Summary

Identity card or union card issued to Agapito Castillo by the United States Coastguard in his position as a seaman, dated 22 April, 1952. It lists Agapito's address as Brooklyn, New York, and his place of birth and citizenship as the Philippines. Around this time Agapito was trying to gain permission to re-enter Australia to visit his wife and children in Melbourne.

Philippines-born Agapito Castillo had married Aileen McColl in Melbourne while he was working for the British Phosphate Company and was detained there during World War II.

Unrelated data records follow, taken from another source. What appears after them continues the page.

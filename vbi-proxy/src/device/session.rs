//! Lifecycle of one capture device shared by all of its clients.

use std::sync::Arc;
use std::time::Duration;

use log::{debug, error, info, warn};
use nix::errno::Errno;
use parking_lot::Mutex;
use tokio::sync::{mpsc, watch};
use vbi_proxy_protocol::{SamplingParams, ServiceSet, STRICTNESS_LEVELS};

use super::acquisition::{Acquisition, DeviceEvent, FrameSink, StopOutcome};
use super::backend::{CaptureDevice, DeviceControl, DeviceError, DeviceOpener, Negotiated};
use super::pool::BufferPool;

#[derive(Debug, Clone, Copy, PartialEq, Eq)]
pub enum DeviceState {
    Closed,
    /// Acquisition is being (re)started.
    Acquiring,
    Running,
    /// Acquisition is stopped while the device is reconfigured.
    Suspended,
}

/// One device path, opened while at least one client requests services.
pub struct DeviceSession {
    id: usize,
    path: String,
    opener: Arc<dyn DeviceOpener>,
    buffer_count: usize,
    stop_timeout: Duration,
    state: DeviceState,
    /// Held while acquisition is stopped.
    device: Option<Box<dyn CaptureDevice>>,
    control: Option<Arc<dyn DeviceControl>>,
    acquisition: Option<Acquisition>,
    pool: Arc<Mutex<BufferPool>>,
    published: Arc<watch::Sender<u64>>,
    events: mpsc::UnboundedSender<DeviceEvent>,
    requested: [ServiceSet; STRICTNESS_LEVELS],
    granted: ServiceSet,
    params: SamplingParams,
}

impl DeviceSession {
    pub fn new(
        id: usize,
        path: String,
        opener: Arc<dyn DeviceOpener>,
        buffer_count: usize,
        stop_timeout: Duration,
        events: mpsc::UnboundedSender<DeviceEvent>,
    ) -> Self {
        let params = SamplingParams::default();
        let (published, _) = watch::channel(0);
        Self {
            id,
            path,
            opener,
            buffer_count,
            stop_timeout,
            state: DeviceState::Closed,
            device: None,
            control: None,
            acquisition: None,
            pool: Arc::new(Mutex::new(BufferPool::new(buffer_count, params.max_lines()))),
            published: Arc::new(published),
            events,
            requested: [ServiceSet::EMPTY; STRICTNESS_LEVELS],
            granted: ServiceSet::EMPTY,
            params,
        }
    }

    pub fn path(&self) -> &str {
        &self.path
    }

    pub fn state(&self) -> DeviceState {
        self.state
    }

    pub fn pool(&self) -> &Arc<Mutex<BufferPool>> {
        &self.pool
    }

    /// Receiver woken whenever a frame is published.
    pub fn subscribe(&self) -> watch::Receiver<u64> {
        self.published.subscribe()
    }

    pub fn granted(&self) -> ServiceSet {
        self.granted
    }

    pub fn params(&self) -> SamplingParams {
        self.params
    }

    /// Reconfigure the device for the union of all client requests.
    ///
    /// Opens the device on first use and closes it when nothing is
    /// requested anymore, in which case `None` is returned. Acquisition is
    /// suspended while services are renegotiated and in-flight frames are
    /// discarded, since they were captured with the previous parameters.
    pub async fn apply_services(
        &mut self,
        requested: [ServiceSet; STRICTNESS_LEVELS],
    ) -> Result<Option<Negotiated>, DeviceError> {
        if ServiceSet::union_all(&requested).is_empty() {
            self.close().await;
            return Ok(None);
        }
        if self.state == DeviceState::Running && requested == self.requested {
            return Ok(Some(Negotiated {
                services: self.granted,
                params: self.params,
            }));
        }

        let mut device = match self.state {
            DeviceState::Running => match self.suspend().await {
                Some(d) => d,
                None => self.open()?,
            },
            _ => match self.device.take() {
                Some(d) => d,
                None => self.open()?,
            },
        };

        self.state = DeviceState::Acquiring;
        let negotiated = match device.negotiate(&requested) {
            Ok(n) => n,
            Err(e) => {
                error!("[Device {}] {}: {}", self.id, self.path, e);
                self.device = Some(device);
                self.state = DeviceState::Suspended;
                return Err(e);
            }
        };
        self.requested = requested;
        self.granted = negotiated.services;
        self.params = negotiated.params;

        {
            let mut pool = self.pool.lock();
            pool.flush();
            pool.set_max_lines(negotiated.params.max_lines());
        }

        self.control = Some(device.control());
        let sink = FrameSink::new(
            self.id,
            Arc::clone(&self.pool),
            Arc::clone(&self.published),
            self.events.clone(),
        );
        let acquisition = Acquisition::start(device, sink);
        info!(
            "[Device {}] {}: capturing services {} ({} lines, {} acquisition)",
            self.id,
            self.path,
            negotiated.services,
            negotiated.params.max_lines(),
            acquisition.kind()
        );
        self.acquisition = Some(acquisition);
        self.state = DeviceState::Running;
        Ok(Some(negotiated))
    }

    fn open(&mut self) -> Result<Box<dyn CaptureDevice>, DeviceError> {
        debug!("[Device {}] Opening {}", self.id, self.path);
        match self.opener.open(&self.path, self.buffer_count) {
            Ok(d) => Ok(d),
            Err(e) => {
                self.state = DeviceState::Closed;
                Err(e)
            }
        }
    }

    /// Stop acquisition. Returns the device unless it had to be killed.
    async fn suspend(&mut self) -> Option<Box<dyn CaptureDevice>> {
        let acquisition = self.acquisition.take()?;
        self.state = DeviceState::Suspended;
        match acquisition.stop(self.stop_timeout).await {
            StopOutcome::Stopped(device) => Some(device),
            StopOutcome::Killed => {
                warn!("[Device {}] {}: acquisition killed, reopening", self.id, self.path);
                self.control = None;
                None
            }
        }
    }

    /// Stop acquisition and release the device.
    pub async fn close(&mut self) {
        if self.state == DeviceState::Closed && self.device.is_none() {
            return;
        }
        if let Some(device) = self.suspend().await {
            drop(device);
        }
        self.device = None;
        self.control = None;
        self.requested = [ServiceSet::EMPTY; STRICTNESS_LEVELS];
        self.granted = ServiceSet::EMPTY;
        self.state = DeviceState::Closed;

        let stats = {
            let mut pool = self.pool.lock();
            pool.flush();
            pool.stats()
        };
        info!(
            "[Device {}] {} closed (published: {}, discarded: {}, forced: {})",
            self.id, self.path, stats.published, stats.discarded, stats.forced
        );
    }

    /// Discard in-flight frames, e.g. after a channel change.
    pub fn flush(&self) {
        self.pool.lock().flush();
    }

    /// Pass a control request to the open device.
    pub fn ioctl(&self, request: u32, arg: &mut [u8]) -> Result<i32, Errno> {
        match &self.control {
            Some(control) => control.ioctl(request, arg),
            None => Err(Errno::ENODEV),
        }
    }
}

This item is part of a collection of material relating to the migration and settlement experiences of seamen from the Philippines during the post World War II era in Australia; and the experiences of the local Anglo-Australian women they married.

Physical Description

Laminated card with identity photograph on one side, thumbprint on the other and typed information.

Significance

This collection and story represents an important narrative in Australia's migration history, regarding the challenges faced by seamen from the Philippines caught in Melbourne during the outbreak of World War II and unable to return home, trying to settle in Melbourne and marry locally-born women of Anglo-Australian background. It also shows the prejudice these women themselves faced. The collection reveals a community of these men and women and their families, connected through family relationships; and it demonstrates the vagaries of bureaucracy, and the influence of the White Australia policy, still officially in force at that time.